Women and heart disease: Q&A
Health Medical Director of the Irish Heart Foundation, Dr Angie Brown, answers five questions and dispells some myths on women's risk of heart-associated illnesses.
What can women do to prevent heart-associated illness?
Be active for at least 30 minutes, five days a week.
Eat a healthy diet. Eat more fruit, vegetables and wholegrain foods. Eat less fat, fries and convenience foods. Eat fish twice a week.
Manage your weight. Be more active and eat a healthy diet.
If you smoke, try to stop. Just one year after quitting, the risk of heart attack and stroke is reduced by half.
Drink less alcohol. No more than 11 standard drinks per week for women.

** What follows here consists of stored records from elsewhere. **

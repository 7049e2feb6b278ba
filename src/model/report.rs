//! Run summaries.

use serde::{Deserialize, Serialize};

use super::{Language, Rect};

/// What happened to one detected paragraph.
#[derive(Debug, Clone, PartialEq, Serialize, Deserialize)]
#[serde(tag = "status", rename_all = "snake_case")]
pub enum ParagraphOutcome {
    /// Translated and annotated.
    Translated { source: String, translated: String },
    /// Extraction found no words inside the rectangle.
    NoWords,
    /// Words were found but nothing was left after markup cleanup.
    EmptyText,
}

/// Per-paragraph entry of a [`RunReport`].
#[derive(Debug, Clone, PartialEq, Serialize, Deserialize)]
pub struct ParagraphReport {
    /// Paragraph index in document order
    pub index: usize,
    /// Paragraph rectangle
    pub rect: Rect,
    /// Outcome
    #[serde(flatten)]
    pub outcome: ParagraphOutcome,
}

/// A detected paragraph and its cleaned-up text, before translation.
#[derive(Debug, Clone, PartialEq, Eq, Serialize, Deserialize)]
pub struct ParagraphPreview {
    pub index: usize,
    pub rect: Rect,
    /// `None` when nothing translatable was found
    pub text: Option<String>,
}

/// Summary of one pipeline run.
#[derive(Debug, Clone, PartialEq, Serialize, Deserialize)]
pub struct RunReport {
    /// Page that was processed (1-indexed)
    pub page: u32,
    /// Source language
    pub source: Language,
    /// Target language
    pub target: Language,
    /// Detected paragraphs in document order
    pub paragraphs: Vec<ParagraphReport>,
}

impl RunReport {
    pub fn new(page: u32, source: Language, target: Language) -> Self {
        Self {
            page,
            source,
            target,
            paragraphs: Vec::new(),
        }
    }

    /// Number of paragraphs that received an annotation.
    pub fn translated_count(&self) -> usize {
        self.paragraphs
            .iter()
            .filter(|p| matches!(p.outcome, ParagraphOutcome::Translated { .. }))
            .count()
    }

    /// Number of paragraphs skipped.
    pub fn skipped_count(&self) -> usize {
        self.paragraphs.len() - self.translated_count()
    }
}

#[cfg(test)]
mod tests {
    use super::*;

    #[test]
    fn test_counts() {
        let mut report = RunReport::new(1, Language::ChineseSimplified, Language::English);
        report.paragraphs.push(ParagraphReport {
            index: 0,
            rect: Rect::new(0, 0, 10, 10),
            outcome: ParagraphOutcome::Translated {
                source: "你好".into(),
                translated: "Hello".into(),
            },
        });
        report.paragraphs.push(ParagraphReport {
            index: 1,
            rect: Rect::new(0, 20, 10, 30),
            outcome: ParagraphOutcome::NoWords,
        });
        assert_eq!(report.translated_count(), 1);
        assert_eq!(report.skipped_count(), 1);
    }

    #[test]
    fn test_json_shape() {
        let entry = ParagraphReport {
            index: 3,
            rect: Rect::new(1, 2, 3, 4),
            outcome: ParagraphOutcome::NoWords,
        };
        let value = serde_json::to_value(&entry).unwrap();
        assert_eq!(value["status"], "no_words");
        assert_eq!(value["rect"]["x2"], 3);
    }
}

Enjoy life. Learn to relax. Take time out for yourself and keep in touch with friends.
Have regular blood pressure and cholesterol checks with your family doctor.
Know your family history and know the signs and symptoms of heart attack and stroke.

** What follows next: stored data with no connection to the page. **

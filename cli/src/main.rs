//! pdfgloss CLI - translate PDF paragraphs into FreeText annotations

use std::path::{Path, PathBuf};
use std::time::Duration;

use clap::{Parser, Subcommand, ValueEnum};
use colored::Colorize;
use indicatif::{ProgressBar, ProgressStyle};

use pdfgloss::{
    AnnotationStyle, Interrupt, Language, ParagraphOutcome, PdfGloss, RunReport, TranslateOptions,
};

/// Exit status after Ctrl-C, as shells report SIGINT.
const EXIT_INTERRUPTED: i32 = 130;

#[derive(Parser)]
#[command(name = "pdfgloss")]
#[command(author = "iyulab")]
#[command(version)]
#[command(about = "Translate PDF paragraphs into FreeText annotations", long_about = None)]
struct Cli {
    #[command(subcommand)]
    command: Commands,
}

#[derive(Subcommand)]
enum Commands {
    /// Translate one page and write an annotated copy
    Translate {
        /// Input PDF file
        #[arg(value_name = "FILE")]
        input: PathBuf,

        /// Output file (default: <name>_translated.pdf next to the input)
        #[arg(short, long, value_name = "FILE")]
        output: Option<PathBuf>,

        /// Page to translate (1-indexed)
        #[arg(short, long, default_value = "1")]
        page: u32,

        /// Source language (code or English name)
        #[arg(long, env = "PDFGLOSS_FROM", default_value = "zh-CN")]
        from: Language,

        /// Target language (code or English name)
        #[arg(long, env = "PDFGLOSS_TO", default_value = "en")]
        to: Language,

        /// Paragraph merge sensitivity; lower splits more
        #[arg(long, default_value = "5")]
        merge: u32,

        /// Minimum delay between translation requests in milliseconds
        #[arg(long, env = "PDFGLOSS_DELAY_MS", default_value = "250")]
        delay_ms: u64,

        /// Annotation font size
        #[arg(long, default_value = "10")]
        font_size: f32,

        /// Translation endpoint
        #[arg(long, env = "PDFGLOSS_ENDPOINT")]
        endpoint: Option<String>,

        /// Summary format
        #[arg(long, value_enum, default_value = "text")]
        report: ReportFormat,
    },

    /// List detected paragraphs and their text without translating
    Paragraphs {
        /// Input PDF file
        #[arg(value_name = "FILE")]
        input: PathBuf,

        /// Page to inspect (1-indexed)
        #[arg(short, long, default_value = "1")]
        page: u32,

        /// Paragraph merge sensitivity; lower splits more
        #[arg(long, default_value = "5")]
        merge: u32,

        /// Output JSON
        #[arg(long)]
        json: bool,
    },

    /// Show version information
    Version,
}

#[derive(Copy, Clone, PartialEq, Eq, Debug, ValueEnum)]
enum ReportFormat {
    /// Human-readable summary
    Text,
    /// JSON run report on stdout
    Json,
}

fn main() {
    env_logger::init();

    let cli = Cli::parse();

    let result = match cli.command {
        Commands::Translate {
            input,
            output,
            page,
            from,
            to,
            merge,
            delay_ms,
            font_size,
            endpoint,
            report,
        } => {
            let output = output.unwrap_or_else(|| default_output_path(&input));
            let options = TranslateOptions::new()
                .with_page(page)
                .with_languages(from, to)
                .with_merge_sensitivity(merge)
                .with_min_interval(Duration::from_millis(delay_ms))
                .with_style(AnnotationStyle::default().with_font_size(font_size));
            cmd_translate(&input, &output, options, endpoint, report)
        }
        Commands::Paragraphs {
            input,
            page,
            merge,
            json,
        } => cmd_paragraphs(&input, page, merge, json),
        Commands::Version => {
            cmd_version();
            Ok(())
        }
    };

    if let Err(e) = result {
        let interrupted = e
            .downcast_ref::<pdfgloss::Error>()
            .is_some_and(pdfgloss::Error::is_interrupted);
        if interrupted {
            eprintln!("{}", "Interrupted".yellow().bold());
            std::process::exit(EXIT_INTERRUPTED);
        }
        eprintln!("{}: {}", "Error".red().bold(), e);
        std::process::exit(1);
    }
}

/// `<dir>/<stem>_translated.pdf` for `<dir>/<stem>.pdf`.
fn default_output_path(input: &Path) -> PathBuf {
    let stem = input.file_stem().unwrap_or_default().to_string_lossy();
    input.with_file_name(format!("{}_translated.pdf", stem))
}

/// Trigger `interrupt` on Ctrl-C from a helper thread.
fn install_interrupt_handler(interrupt: Interrupt) {
    std::thread::spawn(move || {
        let runtime = match tokio::runtime::Builder::new_current_thread()
            .enable_all()
            .build()
        {
            Ok(runtime) => runtime,
            Err(e) => {
                log::warn!("Ctrl-C handling unavailable: {}", e);
                return;
            }
        };
        runtime.block_on(async {
            if tokio::signal::ctrl_c().await.is_ok() {
                log::info!("Ctrl-C received, stopping after the current request");
                interrupt.trigger();
            }
        });
    });
}

fn cmd_translate(
    input: &Path,
    output: &Path,
    options: TranslateOptions,
    endpoint: Option<String>,
    format: ReportFormat,
) -> Result<(), Box<dyn std::error::Error>> {
    let interrupt = Interrupt::new();
    install_interrupt_handler(interrupt.clone());

    let pb = ProgressBar::new(0);
    pb.set_style(
        ProgressStyle::default_bar()
            .template("{spinner:.green} [{bar:40.cyan/blue}] {pos}/{len} {msg}")?
            .progress_chars("#>-"),
    );
    pb.set_message(format!(
        "{} -> {}",
        options.source.code(),
        options.target.code()
    ));

    let mut gloss = PdfGloss::new()
        .with_options(options)
        .with_interrupt(interrupt);
    if let Some(endpoint) = endpoint {
        gloss = gloss.with_endpoint(endpoint);
    }

    let result = gloss.translate_with_progress(input, output, |done, total| {
        pb.set_length(total as u64);
        pb.set_position(done as u64);
    });
    let report = match result {
        Ok(report) => {
            pb.finish_with_message("Done!");
            report
        }
        Err(e) => {
            pb.abandon();
            return Err(e.into());
        }
    };

    match format {
        ReportFormat::Json => println!("{}", serde_json::to_string_pretty(&report)?),
        ReportFormat::Text => print_report(&report, output),
    }
    Ok(())
}

fn print_report(report: &RunReport, output: &Path) {
    println!(
        "{} page {} ({} -> {})",
        "Translated".green().bold(),
        report.page,
        report.source,
        report.target
    );
    println!("{}", "─".repeat(40).dimmed());

    for paragraph in &report.paragraphs {
        let label = format!("#{}", paragraph.index + 1).bold();
        match &paragraph.outcome {
            ParagraphOutcome::Translated { translated, .. } => {
                println!("{} {}", label, translated);
            }
            ParagraphOutcome::NoWords => println!("{} {}", label, "(no text)".dimmed()),
            ParagraphOutcome::EmptyText => println!("{} {}", label, "(empty after cleanup)".dimmed()),
        }
    }

    println!("{}", "─".repeat(40).dimmed());
    println!(
        "{}: {} translated, {} skipped",
        "Paragraphs".bold(),
        report.translated_count(),
        report.skipped_count()
    );
    println!("{}: {}", "Output".bold(), output.display());
}

fn cmd_paragraphs(
    input: &Path,
    page: u32,
    merge: u32,
    json: bool,
) -> Result<(), Box<dyn std::error::Error>> {
    let options = TranslateOptions::new()
        .with_page(page)
        .with_merge_sensitivity(merge);
    let previews = PdfGloss::new().with_options(options).paragraphs(input)?;

    if json {
        println!("{}", serde_json::to_string_pretty(&previews)?);
        return Ok(());
    }

    println!("{} {}", "Paragraphs on page".cyan().bold(), page);
    println!("{}", "─".repeat(40).dimmed());
    for preview in &previews {
        let r = preview.rect;
        let position = format!("[{}, {}, {}, {}]", r.x1, r.y1, r.x2, r.y2).dimmed();
        match &preview.text {
            Some(text) => println!("#{} {} {}", preview.index + 1, position, text),
            None => println!("#{} {} {}", preview.index + 1, position, "(no text)".dimmed()),
        }
    }
    println!("{}: {}", "Total".bold(), previews.len());
    Ok(())
}

fn cmd_version() {
    println!("{} {}", "pdfgloss".cyan().bold(), env!("CARGO_PKG_VERSION"));
    println!("Translate PDF paragraphs into FreeText annotations");
    println!();
    println!("License: MIT");
}

#[cfg(test)]
mod tests {
    use super::*;

    #[test]
    fn test_default_output_path() {
        assert_eq!(
            default_output_path(Path::new("docs/paper.pdf")),
            PathBuf::from("docs/paper_translated.pdf")
        );
        assert_eq!(
            default_output_path(Path::new("scan")),
            PathBuf::from("scan_translated.pdf")
        );
    }

    #[test]
    fn test_parse_translate_defaults() {
        let cli = Cli::try_parse_from(["pdfgloss", "translate", "in.pdf"]).unwrap();
        match cli.command {
            Commands::Translate {
                page,
                from,
                to,
                merge,
                delay_ms,
                report,
                ..
            } => {
                assert_eq!(page, 1);
                assert_eq!(from, Language::ChineseSimplified);
                assert_eq!(to, Language::English);
                assert_eq!(merge, 5);
                assert_eq!(delay_ms, 250);
                assert_eq!(report, ReportFormat::Text);
            }
            _ => panic!("expected translate"),
        }
    }

    #[test]
    fn test_parse_languages_by_name() {
        let cli = Cli::try_parse_from([
            "pdfgloss", "translate", "in.pdf", "--from", "japanese", "--to", "de",
        ])
        .unwrap();
        match cli.command {
            Commands::Translate { from, to, .. } => {
                assert_eq!(from, Language::Japanese);
                assert_eq!(to, Language::German);
            }
            _ => panic!("expected translate"),
        }
    }

    #[test]
    fn test_parse_rejects_unknown_language() {
        assert!(Cli::try_parse_from(["pdfgloss", "translate", "in.pdf", "--to", "xx"]).is_err());
    }
}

“About one third of all women in Ireland will die of cardiovascular disease. Yet, many women still view a heart attack as mainly being a man’s problem rather than being an issue for them too."
1. How does women’s heart health/physiology differ from men’s?
Women are 6x more likely to die of cardiovascular disease than breast cancer.
“In many cases, women are even more vulnerable to risk factors for heart disease and stroke than men. Factors such as smoking, being overweight or obese, having high blood pressure, high cholesterol, being inactive or having diabetes and a family history of cardiac problems all differ in women and men.
"For example, women metabolise nicotine a lot faster than men, so a cigarette will increase a woman’s risk of heart attack a lot more than it will in a man. Women who smoke are also twice as likely to have a heart attack than women who have never smoked. A large percentage of heart attacks in women under the age of 50 is due to smoking."
2. What are the different symptoms that women experience?
"In women, the symptoms of a heart attack can sometimes be quite vague. A woman may have nausea, tiredness, shortness of breath, back pain or tightness in the jaw rather than the more familiar scenario of a crushing pain in the chest that shoots down the arm. It can be very hard to diagnose and that’s why heart disease and heart attack is often missed in women.
"One of our most important messages is to advise women who are experiencing these symptoms not to delay. Call 999 for an ambulance and get to A&E. Irish research shows that one of the reasons many women die from heart attack is that they delay in getting to A&E."
3. Does this get worse with age?
“A woman’s risk of suffering from a heart attack does increase with age. Up until the menopause, women are protected by their hormones. After the menopause, however, the reduction in oestrogen levels leads to increases in LDL (the bad cholesterol) and a decrease in the good cholesterol. Blood pressure tends to rise also.
"The menopause compounds many traditional cardiovascular risk factors, including changes in body fat distribution to increase the risk of central obesity, reduced glucose tolerance (thus increasing the risk of diabetes), increased blood pressure, increased sympathetic tone, endothelial dysfunction (increases arterial stiffness) and vascular inflammation. In postmenopausal women, treatment of arterial hypertension and glucose intolerance should be priorities.”
4. How does heart disease compare with other illnesses like breast cancer?
"Most women think they are going to die of breast cancer, when in fact they are six times more likely to die of cardiovascular disease. One reason for this is that women are protected by their hormones and present with heart problems a few years later than men, but after the menopause, a woman’s risk of heart disease catches up with that of a man’s."
5. Are Irish women more/less at risk than women internationally?
"Overall, our death rates from heart attack and stroke have decreased in Ireland over the last 20 years; we are no longer classified as a high-risk country in Europe. However, the concern is that with rising levels of obesity, hypertension and diabetes, this downward trend will be reversed and not only will levels rise but, potentially, they could start affecting younger people."